It’s been a hot minute since I wrote on this sombitch, but 2016 is an election year in the U.S., and political discourse has a way of igniting a fire in my heart like so many wayward matches left on forest floors. It’s a polarizing time in the U.S. and any time the subject of Presidential candidates comes up, you’re bound to be verbally assaulted no matter who you support. But I’ve always enjoyed the attack. Defending one’s opinion should not be something we fear to do. If your convictions are strong enough, they will withstand any bombardment, just like the energy field protecting the Rebel outpost on the planet Hoth in The Empire Strikes Back.
Living in Seattle, I am surrounded by Bernard “Bernie” Sanders supporters. I even took one of those online tests to see who aligns with my political values and Bernard came closest. We both support the public option in health care, higher taxes on the 1%, and a robust environmental policy. I’m not completely sold on free college education yet, but I think it’s a “nice to have” once we reach that far-off American utopia. I believe Mr. Sanders to be a person of conviction, steadfast moral principles, and a true progressive in every sense of the word. However, despite this conjunction of heart strings and personal truths, Mr. Sanders is not who I intend to cast my ballot for in the Washington caucus (March 26) later this month. If he wins the Democratic nomination, I will wholeheartedly support him, but there is another candidate who I think is better prepared to fight the GOP war machine, and that….you guessed it, is Hillary Clinton.
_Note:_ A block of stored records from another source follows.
use crate::config::types::Config;
use crate::config::validation::validate;
use crate::ConfigError;
use sha2::{Digest, Sha256};
use std::path::Path;

/// Loads and parses a configuration file from the given path
///
/// # Arguments
///
/// * `path` - Path to the TOML configuration file
///
/// # Returns
///
/// * `Ok(Config)` - Successfully loaded and validated configuration
/// * `Err(ConfigError)` - Failed to load, parse, or validate the configuration
///
/// # Example
///
/// ```no_run
/// use std::path::Path;
/// use shelfscan::config::load_config;
///
/// let config = load_config(Path::new("shelfscan.toml")).unwrap();
/// println!("Max pages: {}", config.site.max_pages);
/// ```
pub fn load_config(path: &Path) -> Result<Config, ConfigError> {
    let content = std::fs::read_to_string(path)?;
    parse_config(&content)
}

/// Parses and validates configuration from a TOML string
pub fn parse_config(content: &str) -> Result<Config, ConfigError> {
    let config: Config = toml::from_str(content)?;
    validate(&config)?;
    Ok(config)
}

/// Computes a SHA-256 hash of the configuration file content
///
/// Logged at startup so two runs can be told apart by the settings they used.
pub fn compute_config_hash(path: &Path) -> Result<String, ConfigError> {
    let content = std::fs::read_to_string(path)?;
    let mut hasher = Sha256::new();
    hasher.update(content.as_bytes());
    Ok(hex::encode(hasher.finalize()))
}

/// Loads a configuration and returns both the config and its hash
pub fn load_config_with_hash(path: &Path) -> Result<(Config, String), ConfigError> {
    let config = load_config(path)?;
    let hash = compute_config_hash(path)?;
    Ok((config, hash))
}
I can hear the collective moans now. From my friends and associates. From my family. But life has taught me to be pragmatic above all else. I voted for Obama twice and have absolutely no regrets, but even I knew when he was elected (along with a filibuster-proof Senate and a huge majority in the House), that the progress he’d make would fall short of his lofty goals. I say this with no disrespect, as I feel as though President Obama tried to offer compromise in his early months, but the “My Way or the Highway” mantra of the GOP derailed bipartisan efforts. I do believe his successes will go down in history as great leaps forward: Repealing Don’t Ask Don’t Tell, the Affordable Care Act (which does need improvement), saving the American auto industry (their bailout was paid back with interest), and investing in renewable energy. I believe him to be a good man, and a good leader. I am proud of those votes.
Bernie affects my emotions in a similar way. But from a tactical point of view, I also see baked-in weaknesses for him as a general election candidate: a 74-year old who has never run against the full barrage of Republican chainsaws. Keep in mind, Senator Sanders is elected from one of the most liberal states in the U.S. [Vermont] and has never had serious competition from the Right. His judgement may be good on legislative votes, but he has virtually no foreign policy experience. When asked in the first Democratic debate how much he’d have to raise taxes to pay for his ambitious plans, he wasn’t even certain. He did offer a subsequent answer in a later debate, but how does one run for President and not even know their economic plan’s specifics until a few months after they decide to run? Besides, the Republicans are not going to lose the House (it’s gerrymandered all to hell until after the next census), so none of Bernie’s plans are happening, folks. They are a cruise ship brochure, only you won’t be getting on board because the GOP controls U.S. Customs.
On the other side, Hillary is definitely an old war horse with lots of baggage. She’s notoriously calculated and hardly a “people person”. She comes off as fake and her public statements often shift with the wind. Her persona reads as a standard politician, and I understand why people don’t like her. However, in this candidate, I also see a woman with a locomotive drive who has withstood virtual nuclear assaults from the GOP since 1992. Yet here she is, and stronger than ever. Resilient. Familiar with manipulating the levers of power in Washington, and someone who opponents fear on both sides of the aisle. Will she get a lot done? Probably not with a GOP House, but she’s a crafty shrew and I believe she’ll be quicker on the draw with executive orders than a President Sanders. She’s hardly a liberal’s teddy bear to inspire cuddles and promises of a perfect society, but rather a Valkyrie in cold armor navigating the treacherous hurricane of Washington’s power base. She is a flawed candidate, but an impressive bulwark against a Republican party now controlled by nefarious fringe (and racist) elements. She’s like a Hoover Dam against a flood of cruelty and hate. Practical, even if she’s somewhat menacing to look at.
History is a good teacher, and I suspect that no matter which Democrat wins the White House in 2016 (well, assuming they do), they will likely be a one term President. Bernie will be pushing 80 in a job that already ages a normal man faster than any other on the planet. Heck, Reagan wasn’t even that old when he assumed the Presidency and even he was getting a little nutty by the end of his first term. Hillary, if elected, will continue to be a scandal magnet and I think by 2020, Clinton fatigue could be a very real problem. Barring some major economic bloom that happens under her watch, I think the American people will be ready to move on. The Left will find a new, younger champion (perhaps Corey Booker, D-NJ) and the Right – having learned the scorched-earth lessons of this year’s childish and bizarre primary campaign – will anoint a moderate face with a better chance of winning. Perhaps Marcobot 2.0 (with optional mobile app features).